More Light is the group’s best, probably since XTRMNTR, but it still falls short of their own high standards, set an increasingly long time ago.
Primal Scream's heyday was 1991. Screamadelica channelled everything about the emerging electronica scene and pushed it into something so new, exciting and powerful and no one, imitators and Primal Scream alike, have been able to recreate its magic. The band had intermittent successes with the good Vanishing Point and great XTRMNTR, but have hardly been on the pulse of the zeitgeist in the past decade. Is it unfair, then, to hold More Light to deep scrutiny?

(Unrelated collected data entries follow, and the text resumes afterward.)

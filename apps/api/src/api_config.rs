use std::env;
use std::net::{IpAddr, SocketAddr};
use std::str::FromStr;

use tracing_subscriber::EnvFilter;
use warden_application::{AdminConfig, AdminTables};
use warden_core::AppError;
use warden_domain::ProtectionPolicy;

/// Startup command selected by the first CLI argument.
#[derive(Debug, Clone, Copy, PartialEq, Eq)]
pub enum ApiCommand {
    Serve,
    Migrate,
    Seed,
}

#[derive(Debug, Clone)]
pub struct ApiConfig {
    pub command: ApiCommand,
    pub database_url: String,
    pub redis_url: Option<String>,
    pub menu_cache_prefix: String,
    pub frontend_url: String,
    pub api_host: String,
    pub api_port: u16,
    pub seed_admin_password: Option<String>,
    pub admin: AdminConfig,
}

impl ApiConfig {
    pub fn load() -> Result<Self, AppError> {
        let command = match env::args().nth(1).as_deref() {
            None | Some("serve") => ApiCommand::Serve,
            Some("migrate") => ApiCommand::Migrate,
            Some("seed") => ApiCommand::Seed,
            Some(other) => {
                return Err(AppError::Validation(format!(
                    "unknown command '{other}', expected 'serve', 'migrate' or 'seed'"
                )));
            }
        };

        let database_url = required_env("DATABASE_URL")?;
        let redis_url = optional_env("REDIS_URL");
        let menu_cache_prefix =
            optional_env("MENU_CACHE_PREFIX").unwrap_or_else(|| "warden".to_owned());
        let frontend_url =
            env::var("FRONTEND_URL").unwrap_or_else(|_| "http://localhost:3000".to_owned());

        let api_host = env::var("API_HOST").unwrap_or_else(|_| "127.0.0.1".to_owned());
        let api_port = env::var("API_PORT")
            .ok()
            .and_then(|value| value.parse::<u16>().ok())
            .unwrap_or(3001);

        let seed_admin_password = if command == ApiCommand::Seed {
            Some(required_non_empty_env("SEED_ADMIN_PASSWORD")?)
        } else {
            None
        };

        Ok(Self {
            command,
            database_url,
            redis_url,
            menu_cache_prefix,
            frontend_url,
            api_host,
            api_port,
            seed_admin_password,
            admin: load_admin_config()?,
        })
    }

    /// Whether any admin table name differs from the migrated schema.
    pub fn uses_custom_tables(&self) -> bool {
        self.admin.tables() != &AdminTables::default()
    }

    pub fn socket_address(&self) -> Result<SocketAddr, AppError> {
        let host = IpAddr::from_str(&self.api_host).map_err(|error| {
            AppError::Internal(format!("invalid API_HOST '{}': {error}", self.api_host))
        })?;
        Ok(SocketAddr::from((host, self.api_port)))
    }
}

fn load_admin_config() -> Result<AdminConfig, AppError> {
    let defaults = AdminTables::default();
    let tables = AdminTables {
        users: env_or("ADMIN_USERS_TABLE", defaults.users),
        roles: env_or("ADMIN_ROLES_TABLE", defaults.roles),
        permissions: env_or("ADMIN_PERMISSIONS_TABLE", defaults.permissions),
        menu: env_or("ADMIN_MENU_TABLE", defaults.menu),
        role_users: env_or("ADMIN_ROLE_USERS_TABLE", defaults.role_users),
        role_permissions: env_or("ADMIN_ROLE_PERMISSIONS_TABLE", defaults.role_permissions),
        role_menu: env_or("ADMIN_ROLE_MENU_TABLE", defaults.role_menu),
    };

    let protection = ProtectionPolicy::new(
        env_number("ADMIN_DEFAULT_ACCOUNT_ID", 1)?,
        env_number("ADMIN_ADMINISTRATOR_ROLE_ID", 1)?,
        env_or("ADMIN_ADMINISTRATOR_SLUG", "administrator".to_owned()),
    )?;

    AdminConfig::new(
        env_or("ADMIN_CONNECTION", "default".to_owned()),
        tables,
        env_flag("ADMIN_PERMISSION_ENABLED", true)?,
        env_flag("ADMIN_ROLE_BIND_MENU", true)?,
        protection,
    )
}

pub fn init_tracing() {
    let env_filter = EnvFilter::try_from_default_env().unwrap_or_else(|_| EnvFilter::new("info"));

    tracing_subscriber::fmt()
        .with_env_filter(env_filter)
        .with_target(false)
        .compact()
        .init();
}

fn required_env(name: &str) -> Result<String, AppError> {
    env::var(name).map_err(|_| AppError::Validation(format!("{name} is required")))
}

fn required_non_empty_env(name: &str) -> Result<String, AppError> {
    let value = required_env(name)?;
    if value.trim().is_empty() {
        return Err(AppError::Validation(format!("{name} must not be empty")));
    }

    Ok(value)
}

fn optional_env(name: &str) -> Option<String> {
    env::var(name).ok().filter(|value| !value.trim().is_empty())
}

fn env_or(name: &str, default: String) -> String {
    optional_env(name).unwrap_or(default)
}

fn env_flag(name: &str, default: bool) -> Result<bool, AppError> {
    optional_env(name)
        .map(|value| parse_flag(name, &value))
        .transpose()
        .map(|value| value.unwrap_or(default))
}

fn env_number(name: &str, default: i64) -> Result<i64, AppError> {
    optional_env(name)
        .map(|value| {
            value
                .trim()
                .parse::<i64>()
                .map_err(|error| AppError::Validation(format!("invalid {name}: {error}")))
        })
        .transpose()
        .map(|value| value.unwrap_or(default))
}

fn parse_flag(name: &str, value: &str) -> Result<bool, AppError> {
    match value.trim().to_ascii_lowercase().as_str() {
        "1" | "true" | "yes" | "on" => Ok(true),
        "0" | "false" | "no" | "off" => Ok(false),
        other => Err(AppError::Validation(format!(
            "{name} must be a boolean, got '{other}'"
        ))),
    }
}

Scrutiny or not, it's hard to not get into the album's opening tune, 2013. The nine-minute rocker is held together by a groovy, jazz punk saxophone riff and wah-drenched guitar licks. The Kevin Shields' production shines though and it's easily the best song they've released in years. Things move a little more auspiciously from there, with River Of Pain and Culturcide both recalling the group's '90s/2000s attempts to reclaim their 1991 glory. Neither is a bad song really, they both just reek of past-their-prime alt.rockers churning out generic lyrics backed by forgettable melodies. In these first three songs we are given the album in a nutshell. The band still know how to write a great tune, other highlights include effortlessly funky, bass-driven Tenement Kid and relaxed loopy groover Relativity, but undercut these with forgettable, cliché lyric driven rockers like Invisible City and Goodbye Johnny.
It's difficult to not hope that Primal Scream have another brilliant album in them, but with each release it seems less likely. More Light is the group's best, probably since XTRMNTR, but it still falls short of their own high standards, set an increasingly long time ago.